Carolina Chávez Rodríguez

La casa de David Lynch nunca fue un lugar convencional. A primera vista es una pieza de modernismo californiano con ecos brutalistas y una geometría particular. Sin embargo, bajo esa primera capa yace algo más profundo. Un espacio que moldeó una de las mentes más enigmáticas del cine contemporáneo.

El proyecto original pertenece a Lloyd Wright, hijo de Frank Lloyd Wright. Una genealogía arquitectónica que explica la obsesión por la forma precisa y la convivencia entre materiales honestos y superficies que se abren hacia la naturaleza. Lynch compró la vivienda en 1987 y, fiel a su culto por las obsesiones largas, la convirtió en un complejo de siete estructuras conectadas por pasajes, niveles y jardines. Para mantener esa coherencia silenciosa llamó a Eric Lloyd Wright, nieto del fundador del movimiento orgánico, quien diseñó la piscina y su casa anexa. Tres generaciones de la misma visión sosteniendo el mundo privado del cineasta.

El exterior revela patrones zigzagueantes y volúmenes en tonos rosados que recuerdan atmósferas de su filmografía. No es una cita literal, la luz entra a través de ventanales amplios y claraboyas afiladas que proyectan sombras móviles, ese recurso que Lynch supo convertir en lenguaje. La casa se relaciona con los árboles y la topografía de Hollywood Hills como si fuera otra criatura del paisaje.

Marc Silver.
Marc Silver.

La vivienda principal alberga diez dormitorios y once baños, pero reducirla a cifras es perder el punto. El interés está en cómo la vida íntima del director se fusiona con su producción artística. El estudio de cine cuenta con una sala de proyección y una sala de edición donde se trabajaron escenas decisivas de Mulholland Drive. Ese espacio no fue una oficina, fue un laboratorio mental donde los días se disolvían en experimentos narrativos y obsesiones visuales.

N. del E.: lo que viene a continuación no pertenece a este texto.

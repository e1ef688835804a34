use serde::{Deserialize, Serialize};
use serde_json::Value;
use std::sync::Arc;
use tracing::{info, warn};

use crate::error::Result;
use crate::llm::{strip_code_fence, ChatModel};

pub const PAGINATION_PROMPT: &str = r#"
You are an assistant that extracts pagination elements from the markdown content of websites. Your goal is to act as a universal pagination URL scraper that works on any website, no matter how different they are.

Please extract the following:

- The URL of the 'Next', 'More', 'See more', 'Load more' or any other control leading to the next page, if any. It must be exactly one URL; if several URLs share the same structure, leave this out.

- A list of page URLs for pagination. They must form a pattern of similar URLs whose pages are numbered. If you detect such a pattern and the numbers run from a low number to a large one, generate the remaining URLs even when they are not present in the content.
Your goal is to give the user as many URLs as possible to choose from for further scraping. Websites can contain many URLs for images and other elements; only keep URLs that clearly define a pattern for showing data over multiple pages. Sometimes only part of a URL is present and you must combine it with the initial URL, which is given at the end of this prompt.

- The user may give indications about how pagination works on this particular website at the end of this prompt. If those indications are not empty, pay special attention to them: they tell you the structure and the number of pages to generate.

Provide the output as a JSON object with the following structure:

{
    "page_urls": ["url1", "url2", "url3",...,"urlN"]
}

Do not include any additional text or explanations.
"#;

#[derive(Debug, Clone, Default, PartialEq, Serialize, Deserialize)]
pub struct PaginationData {
    /// Candidate page URLs, in reply order. Duplicates are not removed.
    #[serde(default)]
    pub page_urls: Vec<String>,
}

/// Build the system prompt. The instructions are repeated when user hints are present.
pub fn pagination_prompt(url: &str, hints: Option<&str>) -> String {
    let mut prompt = format!(
        "{}\nThe URL of the page to extract pagination from: {}\nIf the URLs you find are not complete, combine them with it so they fit the pattern. **ALWAYS GIVE A FULL URL**",
        PAGINATION_PROMPT, url
    );

    match hints.map(str::trim).filter(|h| !h.is_empty()) {
        Some(hints) => {
            prompt.push_str(PAGINATION_PROMPT);
            prompt.push_str("\n\nThese are the user's indications, pay special attention to them: ");
            prompt.push_str(hints);
        }
        None => {
            prompt.push_str("\nThere are no user indications in this case, just apply the logic described.");
        }
    }
    prompt.push_str("\n\nBelow is the markdown of the website:\n\n");
    prompt
}

/// Read `{"page_urls": [...]}` out of a reply. Malformed replies yield no URLs.
pub fn parse_page_urls(reply: &str) -> PaginationData {
    let value: Value = match serde_json::from_str(strip_code_fence(reply)) {
        Ok(value) => value,
        Err(e) => {
            warn!("Pagination reply is not valid JSON: {}", e);
            return PaginationData::default();
        }
    };

    let page_urls = value
        .get("page_urls")
        .and_then(Value::as_array)
        .map(|urls| {
            urls.iter()
                .filter_map(Value::as_str)
                .map(str::to_string)
                .collect()
        })
        .unwrap_or_default();

    PaginationData { page_urls }
}

pub struct PaginationRequestor {
    model: Arc<dyn ChatModel>,
}

impl PaginationRequestor {
    pub fn new(model: Arc<dyn ChatModel>) -> Self {
        Self { model }
    }

    /// Ask the model for pagination URLs of `url`. Only transport/API failures error out.
    pub async fn detect(
        &self,
        url: &str,
        hints: Option<&str>,
        page_text: &str,
    ) -> Result<PaginationData> {
        let prompt = pagination_prompt(url, hints);
        let reply = self.model.complete(&prompt, page_text).await?;
        let data = parse_page_urls(&reply);
        info!("Detected {} pagination URLs for {}", data.page_urls.len(), url);
        Ok(data)
    }
}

A unos pasos se levanta un pequeño refugio de yeso gris destinado a la meditación. Lynch, devoto de la introspección profunda, buscó allí la calma necesaria para que sus ideas tomaran forma sin ruido. El complejo también incluye una casa de huéspedes, talleres improvisados y áreas donde él mismo diseñó luminarias, muebles y soluciones de trabajo. No por estética, sino por necesidad. La lógica del artesano que se mueve por intuición.

Un amigo del director describió la propiedad como un laberinto. No es casual. Los recorridos no son lineales y las transiciones entre edificios producen una extraña dislocación, el tipo de desplazamiento espacial tan presente en su universo narrativo. No sorprende que la casa haya aparecido en pantalla en Lost Highway, transformándose en un personaje más dentro de aquel film de sombras y disonancias.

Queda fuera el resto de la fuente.